Ranitidine pharmacokinetics in continuous ambulatory peritoneal dialysis

Abstract

Summary Ranitidine kinetics in renal failure were evaluated in six patients undergoing continuous ambulatory peritoneal dialysis (CAPD). On separate occasions each patient received either 50 mg intravenously (i.v.) or 150 mg orally of ranitidine HCl. Following i.v. administration, the plasma concentration vs time curve was best described by a two compartment model with firstorder elimination. The mean ± SD distribution and elimination rate constants were 2.47±0.78 and 0.098±0.013 h, respectively. The area under the serum concentration vs time curve after the i.v. dose was 5979±2870 μg·h· 1⁻¹, resulting in a mean volume of distribution of 76.81 and a total body clearance of 126 ml·min⁻¹. Following oral administration the observed maximum plasma concentration was 904±483 μg·l⁻¹ at 4.2±1.8 h, and the bioavailability was 69.7±35.6%. The peritoneal clerance of ranitidine was 3.2±0.7 and 2.6±0.6 ml·min⁻¹ for the i.v. and oral groups, respectively.
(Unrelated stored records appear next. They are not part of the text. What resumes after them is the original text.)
// --- Tests ---

#[cfg(test)]
mod tests {
    use super::*;
    use crate::approx_eq;
    use std::f32::consts::{FRAC_PI_2, FRAC_PI_4, PI};

    #[test]
    fn test_identity_default() {
        assert_eq!(Mat4::default(), Mat4::IDENTITY);
        assert_eq!(Mat4::IDENTITY.get(0, 0), 1.0);
        assert_eq!(Mat4::IDENTITY.get(0, 3), 0.0);
        assert_eq!(Mat4::IDENTITY.get(3, 3), 1.0);
    }

    #[test]
    fn test_from_rows_and_from_cols_are_transposes() {
        let a = Vec4::new(1.0, 2.0, 3.0, 4.0);
        let b = Vec4::new(5.0, 6.0, 7.0, 8.0);
        let c = Vec4::new(9.0, 10.0, 11.0, 12.0);
        let d = Vec4::new(13.0, 14.0, 15.0, 16.0);

        let by_rows = Mat4::from_rows(a, b, c, d);
        let by_cols = Mat4::from_cols(a, b, c, d);

        assert_eq!(by_rows, by_cols.transpose());
        assert_eq!(by_cols, by_rows.transpose());
        assert_ne!(by_rows, by_cols);
    }

    #[test]
    fn test_constructor_forms_agree() {
        let flat = [
            1.0, 2.0, 3.0, 4.0, 5.0, 6.0, 7.0, 8.0, 9.0, 10.0, 11.0, 12.0, 13.0, 14.0, 15.0, 16.0,
        ];
        let nested = [
            [1.0, 2.0, 3.0, 4.0],
            [5.0, 6.0, 7.0, 8.0],
            [9.0, 10.0, 11.0, 12.0],
            [13.0, 14.0, 15.0, 16.0],
        ];

        let from_flat = Mat4::from_row_major_array(flat);
        let from_nested = Mat4::from_rows_array(nested);
        let from_vecs = Mat4::from_rows(
            Vec4::new(1.0, 2.0, 3.0, 4.0),
            Vec4::new(5.0, 6.0, 7.0, 8.0),
            Vec4::new(9.0, 10.0, 11.0, 12.0),
            Vec4::new(13.0, 14.0, 15.0, 16.0),
        );

        assert_eq!(from_flat, from_nested);
        assert_eq!(from_flat, from_vecs);
    }

    #[test]
    fn test_get_set() {
        let mut m = Mat4::from_rows_array([
            [1.0, 2.0, 3.0, 4.0],
            [5.0, 6.0, 7.0, 8.0],
            [9.0, 10.0, 11.0, 12.0],
            [13.0, 14.0, 15.0, 16.0],
        ]);

        assert_eq!(m.get(0, 0), 1.0);
        assert_eq!(m.get(0, 3), 4.0);
        assert_eq!(m.get(2, 1), 10.0);
        assert_eq!(m.get(3, 0), 13.0);

        m.set(2, 1, 99.0);
        assert_eq!(m.get(2, 1), 99.0);
        assert_eq!(m.get(1, 2), 7.0); // Symmetric position untouched
    }

    #[test]
    #[should_panic]
    fn test_get_row_out_of_bounds() {
        let _ = Mat4::IDENTITY.get_row(4);
    }

    #[test]
    #[should_panic]
    fn test_get_out_of_bounds() {
        let _ = Mat4::IDENTITY.get(0, 4);
    }

    #[test]
    #[should_panic]
    fn test_set_out_of_bounds() {
        let mut m = Mat4::IDENTITY;
        m.set(4, 0, 1.0);
    }

    #[test]
    fn test_array_exports() {
        let nested = [
            [1.0, 2.0, 3.0, 4.0],
            [5.0, 6.0, 7.0, 8.0],
            [9.0, 10.0, 11.0, 12.0],
            [13.0, 14.0, 15.0, 16.0],
        ];
        let m = Mat4::from_rows_array(nested);

        assert_eq!(m.to_rows_array(), nested);
        assert_eq!(m.to_row_major_array()[..4], [1.0, 2.0, 3.0, 4.0]);
        // The column-major export of a matrix is the row-major export of its
        // transpose.
        assert_eq!(m.to_cols_array(), m.transpose().to_row_major_array());
        assert_eq!(
            Mat4::from_row_major_array(m.to_row_major_array()),
            m
        );
    }

    #[test]
    fn test_transpose_involution() {
        let m = Mat4::from_rows_array([
            [1.0, 2.0, 3.0, 4.0],
            [5.0, 6.0, 7.0, 8.0],
            [9.0, 1.0, 2.0, 3.0],
            [4.0, 5.0, 9.0, 7.0],
        ]);
        assert_eq!(m.transpose().transpose(), m);

        let t = m.transpose();
        assert_eq!(t.get(1, 3), m.get(3, 1));
        assert_eq!(t.get(2, 2), m.get(2, 2)); // Diagonal unchanged
    }

    #[test]
    fn test_mul_identity() {
        let m = Mat4::from_rows_array([
            [1.0, 2.0, 3.0, 4.0],
            [5.0, 6.0, 7.0, 8.0],
            [9.0, 1.0, 2.0, 3.0],
            [4.0, 5.0, 9.0, 7.0],
        ]);
        assert_eq!(m * Mat4::IDENTITY, m);
        assert_eq!(Mat4::IDENTITY * m, m);
    }

    #[test]
    fn test_mul_mat4() {
        let a = Mat4::from_rows_array([
            [1.0, 2.0, 0.0, 0.0],
            [3.0, 4.0, 0.0, 0.0],
            [0.0, 0.0, 1.0, 0.0],
            [0.0, 0.0, 0.0, 1.0],
        ]);
        let b = Mat4::from_rows_array([
            [5.0, 6.0, 0.0, 0.0],
            [7.0, 8.0, 0.0, 0.0],
            [0.0, 0.0, 1.0, 0.0],
            [0.0, 0.0, 0.0, 1.0],
        ]);
        let expected = Mat4::from_rows_array([
            [19.0, 22.0, 0.0, 0.0],
            [43.0, 50.0, 0.0, 0.0],
            [0.0, 0.0, 1.0, 0.0],
            [0.0, 0.0, 0.0, 1.0],
        ]);

        assert_eq!(a * b, expected);
        assert_ne!(a * b, b * a); // Not commutative
    }

    #[test]
    fn test_mul_associative() {
        let a = Mat4::from_rotation_x(0.3);
        let b = Mat4::from_rotation_y(0.5);
        let c = Mat4::from_scale(Vec3::new(1.0, 2.0, 0.5));

        assert!(((a * b) * c).approx_eq(a * (b * c)));
    }

    #[test]
    fn test_rotation_composition() {
        let m = Mat4::from_rotation_z(0.4) * Mat4::from_rotation_z(0.6);
        assert!(m.approx_eq(Mat4::from_rotation_z(1.0)));
    }

    #[test]
    fn test_mul_vec4_affine_rule() {
        let m = Mat4::from_rows_array([
            [1.0, 2.0, 3.0, 100.0],
            [4.0, 5.0, 6.0, 200.0],
            [7.0, 8.0, 9.0, 300.0],
            [50.0, 60.0, 70.0, 2.0],
        ]);
        let v = Vec4::new(1.0, 1.0, 1.0, 1.0);

        // x, y, z come from the upper-left 3x3 only: the fourth column and
        // the bottom row take no part, and w is scaled by entry (3,3) alone.
        assert_eq!(m * v, Vec4::new(6.0, 15.0, 24.0, 2.0));

        // A direction (w = 0) keeps w = 0
        let d = Vec4::new(1.0, 1.0, 1.0, 0.0);
        assert_eq!((m * d).w, 0.0);
    }

    #[test]
    fn test_mul_vec4_identity() {
        let v = Vec4::new(1.0, 2.0, 3.0, 7.0);
        assert_eq!(Mat4::IDENTITY * v, v);
    }

    #[test]
    fn test_mul_vec4_translation_inert() {
        let m = Mat4::from_translation(Vec3::new(10.0, 20.0, 30.0));
        let p = Vec4::new(1.0, 2.0, 3.0, 1.0);
        // Translation lives in the fourth column, which the vector
        // transform deliberately ignores.
        assert_eq!(m * p, p);
    }

    #[test]
    fn test_mul_vec3() {
        let m = Mat4::from_rotation_z(FRAC_PI_2);
        assert!((m * Vec3::X).approx_eq(Vec3::Y));

        let s = Mat4::from_scale(Vec3::new(2.0, 3.0, 4.0));
        assert_eq!(s * Vec3::ONE, Vec3::new(2.0, 3.0, 4.0));
    }

    #[test]
    fn test_scalar_multiplication() {
        let m = Mat4::from_rows_array([
            [1.0, 2.0, 3.0, 4.0],
            [5.0, 6.0, 7.0, 8.0],
            [9.0, 10.0, 11.0, 12.0],
            [13.0, 14.0, 15.0, 16.0],
        ]);
        let doubled = Mat4::from_rows_array([
            [2.0, 4.0, 6.0, 8.0],
            [10.0, 12.0, 14.0, 16.0],
            [18.0, 20.0, 22.0, 24.0],
            [26.0, 28.0, 30.0, 32.0],
        ]);

        assert_eq!(m * 2.0, doubled);
        assert_eq!(2.0 * m, doubled); // Commutative
    }

    #[test]
    fn test_scalar_division() {
        let m = Mat4::from_rows_array([
            [2.0, 4.0, 6.0, 8.0],
            [10.0, 12.0, 14.0, 16.0],
            [18.0, 20.0, 22.0, 24.0],
            [26.0, 28.0, 30.0, 32.0],
        ]);
        let halved = m / 2.0;
        assert_eq!(halved.get(0, 0), 1.0);
        assert_eq!(halved.get(3, 3), 16.0);
    }

    #[test]
    fn test_compound_assignment() {
        let mut m = Mat4::IDENTITY;
        m *= 4.0;
        assert_eq!(m.get(0, 0), 4.0);
        m /= 4.0;
        assert_eq!(m, Mat4::IDENTITY);
    }

    #[test]
    fn test_determinant() {
        assert_eq!(Mat4::IDENTITY.determinant(), 1.0);
        assert_eq!(Mat4::ZERO.determinant(), 0.0);

        // Scale matrix: determinant is the product of the diagonal
        let s = Mat4::from_scale(Vec3::new(2.0, 3.0, 4.0));
        assert_eq!(s.determinant(), 24.0);

        // Lower-triangular: still the product of the diagonal
        let t = Mat4::from_rows_array([
            [2.0, 0.0, 0.0, 0.0],
            [1.0, 3.0, 0.0, 0.0],
            [4.0, 5.0, 1.0, 0.0],
            [7.0, 8.0, 9.0, 1.0],
        ]);
        assert_eq!(t.determinant(), 6.0);

        // A row swap flips the sign
        let p = Mat4::from_rows_array([
            [0.0, 1.0, 0.0, 0.0],
            [1.0, 0.0, 0.0, 0.0],
            [0.0, 0.0, 1.0, 0.0],
            [0.0, 0.0, 0.0, 1.0],
        ]);
        assert_eq!(p.determinant(), -1.0);

        // Rotations preserve volume
        assert!(approx_eq(Mat4::from_rotation_y(PI / 5.0).determinant(), 1.0));

        // Singular matrix
        assert_eq!(Mat4::from_scale(Vec3::new(1.0, 0.0, 1.0)).determinant(), 0.0);
    }

    #[test]
    fn test_determinant_of_transpose() {
        let m = Mat4::from_rows_array([
            [1.0, 2.0, 3.0, 4.0],
            [5.0, 6.0, 7.0, 8.0],
            [9.0, 1.0, 2.0, 3.0],
            [4.0, 5.0, 9.0, 7.0],
        ]);
        assert!(approx_eq(m.determinant(), m.transpose().determinant()));
    }

    #[test]
    fn test_inverse_round_trip() {
        let m = Mat4::from_translation(Vec3::new(1.0, 2.0, 3.0))
            * Mat4::from_rotation_y(FRAC_PI_4)
            * Mat4::from_scale(Vec3::new(1.0, 2.0, 1.0));

        let inv = m.inverse().expect("Matrix should be invertible");
        assert!((m * inv).approx_eq(Mat4::IDENTITY), "M * inv(M) should be Identity");
        assert!((inv * m).approx_eq(Mat4::IDENTITY), "inv(M) * M should be Identity");
    }

    #[test]
    fn test_inverse_does_not_mutate_input() {
        let m = Mat4::from_scale(Vec3::new(2.0, 3.0, 4.0));
        let copy = m;
        let _ = m.inverse().expect("Matrix should be invertible");
        assert_eq!(m, copy);
    }

    #[test]
    fn test_inverse_singular() {
        let singular = Mat4::from_scale(Vec3::new(1.0, 0.0, 1.0));
        assert_eq!(singular.inverse(), Err(MatrixError::Singular));
    }

    #[test]
    fn test_approx_eq_all_entries() {
        let m = Mat4::IDENTITY;
        let mut close = m;
        close.set(2, 3, 1.0e-6);
        assert!(m.approx_eq(close));

        // A single out-of-tolerance entry fails the whole comparison
        let mut far = m;
        far.set(2, 3, 0.1);
        assert!(!m.approx_eq(far));
    }

    #[test]
    fn test_column_indexing() {
        let mut m = Mat4::IDENTITY;
        assert_eq!(m[0], Vec4::X);
        assert_eq!(m[3], Vec4::W);
        m[3] = Vec4::new(1.0, 2.0, 3.0, 1.0);
        assert_eq!(m.get(0, 3), 1.0);
        assert_eq!(m.get(2, 3), 3.0);
    }

    #[test]
    #[should_panic]
    fn test_column_indexing_out_of_bounds() {
        let _ = Mat4::IDENTITY[4];
    }

    #[test]
    fn test_display() {
        let m = Mat4::from_rows_array([
            [1.0, 2.0, 3.0, 4.0],
            [5.0, 6.0, 7.0, 8.0],
            [9.0, 10.0, 11.0, 12.0],
            [13.0, 14.0, 15.0, 16.0],
        ]);
        let expected = "[[1, 2, 3, 4]\n [5, 6, 7, 8]\n [9, 10, 11, 12]\n [13, 14, 15, 16]]";
        assert_eq!(m.to_string(), expected);
    }
}
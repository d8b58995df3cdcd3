// Copyright 2025 eraflo
//
// Licensed under the Apache License, Version 2.0 (the "License");
// you may not use this file except in compliance with the License.
// You may obtain a copy of the License at
//
//     http://www.apache.org/licenses/LICENSE-2.0
//
// Unless required by applicable law or agreed to in writing, software
// distributed under the License is distributed on an "AS IS" BASIS,
// WITHOUT WARRANTIES OR CONDITIONS OF ANY KIND, either express or implied.
// See the License for the specific language governing permissions and
// limitations under the License.

//! Dense LU factorization with partial pivoting, specialized for 4x4 matrices.
//!
//! This backs [`Mat4::inverse`](crate::Mat4::inverse): factor the matrix as
//! `PA = LU` with row pivoting, then assemble the inverse column by column
//! from the factors. All scratch state lives on the stack of the calling
//! thread, so concurrent inversions never share anything.

use super::error::MatrixError;
use super::matrix::Mat4;
use super::EPSILON;

const N: usize = 4;

/// The result of factoring a matrix as `PA = LU`.
///
/// `lu` holds both factors packed into one array: the strict lower triangle
/// holds the multipliers of unit-diagonal `L`, the upper triangle (diagonal
/// included) holds `U`. `pivots[k]` records the row swapped into position
/// `k` at elimination step `k`.
struct LuFactors {
    lu: [[f32; N]; N],
    pivots: [usize; N],
}

/// Factors `a` (row-major) in place into packed `LU` form with partial pivoting.
///
/// At each elimination step the remaining row with the largest-magnitude
/// entry in the pivot column is swapped into the pivot position. A pivot
/// whose magnitude falls below [`EPSILON`] means the matrix is singular or
/// numerically indistinguishable from singular.
fn factor(mut a: [[f32; N]; N]) -> Result<LuFactors, MatrixError> {
    let mut pivots = [0usize; N];

    for k in 0..N {
        let mut pivot_row = k;
        let mut pivot_mag = a[k][k].abs();
        for r in (k + 1)..N {
            let mag = a[r][k].abs();
            if mag > pivot_mag {
                pivot_mag = mag;
                pivot_row = r;
            }
        }

        if pivot_mag < EPSILON {
            log::debug!("LU factorization stalled at step {k}: best pivot magnitude {pivot_mag}");
            return Err(MatrixError::Singular);
        }

        pivots[k] = pivot_row;
        if pivot_row != k {
            a.swap(k, pivot_row);
        }

        let inv_pivot = 1.0 / a[k][k];
        for r in (k + 1)..N {
            let multiplier = a[r][k] * inv_pivot;
            a[r][k] = multiplier;
            for c in (k + 1)..N {
                a[r][c] -= multiplier * a[k][c];
            }
        }
    }

    Ok(LuFactors { lu: a, pivots })
}

impl LuFactors {
    /// Solves `A x = b` using the packed factors: permute `b`, then forward-
    /// and back-substitute.
    fn solve(&self, mut b: [f32; N]) -> [f32; N] {
        // Replay the factorization's row swaps on the right-hand side.
        for k in 0..N {
            b.swap(k, self.pivots[k]);
        }

        // Forward substitution with the unit lower triangle.
        for r in 1..N {
            for c in 0..r {
                b[r] -= self.lu[r][c] * b[c];
            }
        }

        // Back substitution with the upper triangle.
        for r in (0..N).rev() {
            for c in (r + 1)..N {
                b[r] -= self.lu[r][c] * b[c];
            }
            b[r] /= self.lu[r][r];
        }

        b
    }
}

/// Computes the inverse of `m`, solving `A x = e_k` for each basis column.
pub(crate) fn invert(m: &Mat4) -> Result<Mat4, MatrixError> {
    let factors = factor(m.to_rows_array())?;

    let mut inverse = [[0.0f32; N]; N];
    for (k, basis_column) in inverse.iter_mut().enumerate() {
        let mut e = [0.0f32; N];
        e[k] = 1.0;
        *basis_column = factors.solve(e);
    }

    // Each solve produced a column; the accumulator holds them as rows.
    Ok(Mat4::from_rows_array(inverse).transpose())
}

// --- Tests ---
The amount of drug removed by dialysis was 561.2±336.2 μg for the i.v. and 1197.1±602.3 μg for the oral group. Four patients in the i.v. group had urine output during the study period with renal ranitidine clearance values of 9.9±9.9 ml· min⁻¹. Two patients in the oral group had urine output and corresponding renal ranitidine clearance values of 5.1 and 20.1 ml·min⁻¹. A dosage regimen for ranitidine is proposed based on ranitidine kinetics in patients undergoing CAPD.